Collected data:
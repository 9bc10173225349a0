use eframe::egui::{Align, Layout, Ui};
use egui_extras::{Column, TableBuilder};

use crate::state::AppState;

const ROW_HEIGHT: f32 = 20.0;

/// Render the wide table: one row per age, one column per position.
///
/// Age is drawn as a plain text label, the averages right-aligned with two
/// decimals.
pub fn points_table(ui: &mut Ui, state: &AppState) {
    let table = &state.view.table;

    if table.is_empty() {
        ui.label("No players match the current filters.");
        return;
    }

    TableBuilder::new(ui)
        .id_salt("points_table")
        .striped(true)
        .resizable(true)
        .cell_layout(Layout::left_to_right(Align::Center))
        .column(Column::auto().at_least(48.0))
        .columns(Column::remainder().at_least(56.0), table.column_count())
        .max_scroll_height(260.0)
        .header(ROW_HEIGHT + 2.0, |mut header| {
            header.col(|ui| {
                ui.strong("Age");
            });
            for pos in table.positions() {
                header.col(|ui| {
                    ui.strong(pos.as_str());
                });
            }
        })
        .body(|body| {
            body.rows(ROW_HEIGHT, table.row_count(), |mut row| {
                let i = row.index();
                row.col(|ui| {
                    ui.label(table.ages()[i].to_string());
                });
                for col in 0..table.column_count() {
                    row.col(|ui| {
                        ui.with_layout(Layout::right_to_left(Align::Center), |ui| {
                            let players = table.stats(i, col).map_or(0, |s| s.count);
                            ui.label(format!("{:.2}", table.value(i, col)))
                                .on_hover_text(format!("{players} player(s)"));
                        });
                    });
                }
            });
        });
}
* * *
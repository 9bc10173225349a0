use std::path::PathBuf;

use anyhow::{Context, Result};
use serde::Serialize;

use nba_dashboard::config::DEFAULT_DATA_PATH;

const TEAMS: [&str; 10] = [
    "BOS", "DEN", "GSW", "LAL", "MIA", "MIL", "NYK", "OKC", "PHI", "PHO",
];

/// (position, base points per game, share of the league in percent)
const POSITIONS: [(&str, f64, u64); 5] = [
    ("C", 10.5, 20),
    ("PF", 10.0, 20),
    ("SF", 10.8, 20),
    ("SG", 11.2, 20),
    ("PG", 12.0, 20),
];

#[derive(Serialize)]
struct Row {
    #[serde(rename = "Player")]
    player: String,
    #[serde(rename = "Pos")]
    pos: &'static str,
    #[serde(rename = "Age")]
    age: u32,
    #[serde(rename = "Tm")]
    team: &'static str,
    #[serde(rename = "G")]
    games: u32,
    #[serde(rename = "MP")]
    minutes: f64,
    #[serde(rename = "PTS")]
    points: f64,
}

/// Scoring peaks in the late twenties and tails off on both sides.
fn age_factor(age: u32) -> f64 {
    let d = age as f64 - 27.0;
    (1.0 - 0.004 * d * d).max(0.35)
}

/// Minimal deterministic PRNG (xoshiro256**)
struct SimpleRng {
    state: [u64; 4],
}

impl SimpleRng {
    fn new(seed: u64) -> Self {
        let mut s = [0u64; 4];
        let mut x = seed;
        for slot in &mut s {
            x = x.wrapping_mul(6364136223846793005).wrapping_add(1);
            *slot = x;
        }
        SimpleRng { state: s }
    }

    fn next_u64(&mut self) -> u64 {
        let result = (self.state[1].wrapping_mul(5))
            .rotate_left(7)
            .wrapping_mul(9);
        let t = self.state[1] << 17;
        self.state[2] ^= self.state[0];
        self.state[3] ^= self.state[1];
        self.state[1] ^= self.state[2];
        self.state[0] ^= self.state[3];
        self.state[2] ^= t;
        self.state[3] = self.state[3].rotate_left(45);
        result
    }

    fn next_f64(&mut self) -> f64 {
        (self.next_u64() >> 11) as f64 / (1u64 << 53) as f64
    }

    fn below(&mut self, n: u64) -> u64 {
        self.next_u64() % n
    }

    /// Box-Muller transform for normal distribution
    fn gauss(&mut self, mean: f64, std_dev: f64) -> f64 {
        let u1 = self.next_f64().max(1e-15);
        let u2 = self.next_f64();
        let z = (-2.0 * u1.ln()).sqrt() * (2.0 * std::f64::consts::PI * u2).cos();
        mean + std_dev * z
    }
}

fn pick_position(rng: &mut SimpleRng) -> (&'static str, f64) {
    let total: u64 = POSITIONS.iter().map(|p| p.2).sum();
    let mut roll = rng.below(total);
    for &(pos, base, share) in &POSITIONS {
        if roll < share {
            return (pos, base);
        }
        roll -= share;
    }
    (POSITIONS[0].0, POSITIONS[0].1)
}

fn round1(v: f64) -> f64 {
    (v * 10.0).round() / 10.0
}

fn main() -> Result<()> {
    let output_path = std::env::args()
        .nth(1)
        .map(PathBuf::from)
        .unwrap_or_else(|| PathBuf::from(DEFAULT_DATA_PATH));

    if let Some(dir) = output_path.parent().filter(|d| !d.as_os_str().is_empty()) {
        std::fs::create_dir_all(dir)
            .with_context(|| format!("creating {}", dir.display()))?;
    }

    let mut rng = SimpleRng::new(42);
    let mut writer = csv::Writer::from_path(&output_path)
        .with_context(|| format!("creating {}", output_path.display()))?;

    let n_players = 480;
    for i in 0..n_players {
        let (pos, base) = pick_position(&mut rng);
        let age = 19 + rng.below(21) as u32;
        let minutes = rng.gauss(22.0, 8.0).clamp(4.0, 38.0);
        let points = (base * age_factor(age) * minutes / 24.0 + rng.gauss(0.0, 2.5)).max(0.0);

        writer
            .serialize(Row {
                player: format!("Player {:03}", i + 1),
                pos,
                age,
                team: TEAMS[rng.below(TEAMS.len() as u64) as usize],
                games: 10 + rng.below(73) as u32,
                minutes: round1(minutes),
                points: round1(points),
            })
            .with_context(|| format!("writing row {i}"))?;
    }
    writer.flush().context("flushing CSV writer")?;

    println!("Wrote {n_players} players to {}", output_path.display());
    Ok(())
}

WHAT IS NEEDED: Please find, in the entries above, every line where "TEAMS" occurs, and copy it.

RESULT FOR THIS TASK:
const TEAMS: [&str; 10] = [
                team: TEAMS[rng.below(TEAMS.len() as u64) as usize],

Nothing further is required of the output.